Amy Mosher-Garvey: You bet. As you can imagine, it really takes a village to address all of the aspects of whole person care. There isn't just a one-stop-shop to address all of these needs. This is where we start to really see the benefit of command and control systems that can help provide situational awareness across multiple supports, multiple providers to engage the patient in their own environment.
Susan Sharer: Amy, tell me a little bit more about command and control.

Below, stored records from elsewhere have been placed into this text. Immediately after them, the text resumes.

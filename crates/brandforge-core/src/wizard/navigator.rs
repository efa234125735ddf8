//! Bounded step cursor for the wizard.

use super::step::{STEP_COUNT, WizardStep};
use crate::error::{BrandforgeError, Result};
use serde::{Deserialize, Serialize};

/// A bounded cursor over the wizard's step registry.
///
/// The active index always satisfies `0 <= index < STEP_COUNT`. Relative
/// moves saturate at the boundaries instead of failing; only absolute jumps
/// via [`Navigator::go_to`] can be rejected.
#[derive(Debug, Clone, Copy, PartialEq, Eq, Default, Serialize, Deserialize)]
pub struct Navigator {
    active_index: usize,
}

impl Navigator {
    /// Creates a navigator positioned at the first step.
    pub fn new() -> Self {
        Self::default()
    }

    /// The currently active step index.
    pub fn active_index(&self) -> usize {
        self.active_index
    }

    /// The currently active step.
    pub fn active_step(&self) -> WizardStep {
        // Invariant: active_index < STEP_COUNT
        WizardStep::from_index(self.active_index).unwrap_or(WizardStep::CompanyInfo)
    }

    /// Whether the cursor is at the first step.
    pub fn is_first(&self) -> bool {
        self.active_index == 0
    }

    /// Whether the cursor is at the final (report) step.
    pub fn is_last(&self) -> bool {
        self.active_index == STEP_COUNT - 1
    }

    /// Moves to the next step. No-op at the last step.
    ///
    /// Returns the active index after the move.
    pub fn advance(&mut self) -> usize {
        if !self.is_last() {
            self.active_index += 1;
        }
        self.active_index
    }

    /// Moves to the previous step. No-op at the first step.
    ///
    /// Returns the active index after the move.
    pub fn retreat(&mut self) -> usize {
        if !self.is_first() {
            self.active_index -= 1;
        }
        self.active_index
    }

    /// Jumps to an absolute step index.
    ///
    /// # Errors
    ///
    /// Returns `BrandforgeError::OutOfRange` when `index` is outside
    /// `[0, STEP_COUNT)`. This is a contract violation, not a retryable
    /// condition.
    pub fn go_to(&mut self, index: usize) -> Result<()> {
        if index >= STEP_COUNT {
            return Err(BrandforgeError::out_of_range(index, STEP_COUNT));
        }
        self.active_index = index;
        Ok(())
    }

    /// Resets the cursor to the first step.
    pub fn reset(&mut self) {
        self.active_index = 0;
    }
}

#[cfg(test)]
mod tests {
    use super::*;

    #[test]
    fn test_advance_retreat_round_trip() {
        // From every interior index, advance then retreat is identity.
        for start in 0..STEP_COUNT - 1 {
            let mut nav = Navigator::new();
            nav.go_to(start).unwrap();
            nav.advance();
            nav.retreat();
            assert_eq!(nav.active_index(), start);
        }
    }

    #[test]
    fn test_boundary_no_ops() {
        let mut nav = Navigator::new();
        assert_eq!(nav.retreat(), 0);

        nav.go_to(STEP_COUNT - 1).unwrap();
        assert_eq!(nav.advance(), STEP_COUNT - 1);

        // The last step is not absorbing.
        assert_eq!(nav.retreat(), STEP_COUNT - 2);
    }

    #[test]
    fn test_go_to_bounds() {
        let mut nav = Navigator::new();

        for index in 0..STEP_COUNT {
            nav.go_to(index).unwrap();
            assert_eq!(nav.active_index(), index);
        }

        let err = nav.go_to(STEP_COUNT).unwrap_err();
        assert!(err.is_out_of_range());
        // Failed jumps leave the cursor untouched.
        assert_eq!(nav.active_index(), STEP_COUNT - 1);

        let err = nav.go_to(usize::MAX).unwrap_err();
        assert!(err.is_out_of_range());
    }

    #[test]
    fn test_active_step() {
        let mut nav = Navigator::new();
        assert_eq!(nav.active_step(), WizardStep::CompanyInfo);
        nav.go_to(STEP_COUNT - 1).unwrap();
        assert_eq!(nav.active_step(), WizardStep::Report);
    }
}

Amy Mosher-Garvey: Command and control, this terminology actually originally came from our military. Leidos, as you may know, has a long history, more than 50 years actually, of working with the military to solve all kinds of problems, not just in healthcare. And command and control, or sometimes it's referred to as C2, is used to describe a system that is capable of empowering designated personnel in the accomplishment of missions and tasks.
That's exactly what's needed here. You can see all of the enabling technology coming together to serve a disparate group of providers and service delivery individuals who are trying to provide care for an individual person. In whole-person care, we can use enabling technology to get the right information in front of the right people at the right time; sometimes we call this right-sighting, so that the right decisions can be made to solve the problems.
Susan Sharer: That’s great, Amy. Can you provide some examples? How might this be different than an electronic health record?
Amy Mosher-Garvey: Well an electronic health record, or an EHR, is a great source of data. It is a place where you can track and aggregate a number of data points that are derived from transactional interactions with a patient. In whole-person care, we use the data a little bit differently. While some EHRs are better than others at making sense out of just the mountains of data that they contain, they still fall short of showing the overall picture of the individual or the population across multiple sources.
Payer data is another important source. As payer data tracks individuals across multiple providers, potentially multiple EHRs, multiple different services, but again, it falls short in capturing the full picture. It misses the socioeconomic data. It can miss social relationships, how someone feels about the work they do, or their spirituality. Command and control involves taking data from many of these different disconnected sources and transforming it into actionable insights and positioning it in front of the right people to take action. It includes elements of data curation, aggregation, analytics, and smart data visualization. It can include graphs and heat maps, or demographic data, patient reported data, lots of other things, all those wearables that are so prominent in today's society, remote patient monitoring data. All of that can be used to paint a full picture of the patient and where they're at.
The key then is to get right data into the user specific view that can drive action. It's not good enough to just have mountains of data. We need to make it actionable. We need to make it usable to people who can drive a different outcome. So a physician view, for example, might be different than a patient view or a care coordinator view.
Susan Sharer: And this drives improvement and better outcomes?
Amy Mosher-Garvey: Yes, in a couple of ways. First, it improves the ability to drive improvement at the individual level. Second, it provides situational awareness at the population level. It can help an organization see hotspots of need, identify food deserts, or decide where to deploy specialty care services. Command and control can help visualize need, gaps in care, and even flow through the system. The end result is improved care about availability and access, improved cost control, right sighting of care, and overall improvements and wellbeing of the individual and the community at large.
Susan Sharer: That's great, Amy. Thank you so much for sharing the information about whole person care and the work that you're driving, Amy.
Amy Mosher-Garvey: Thanks for having me.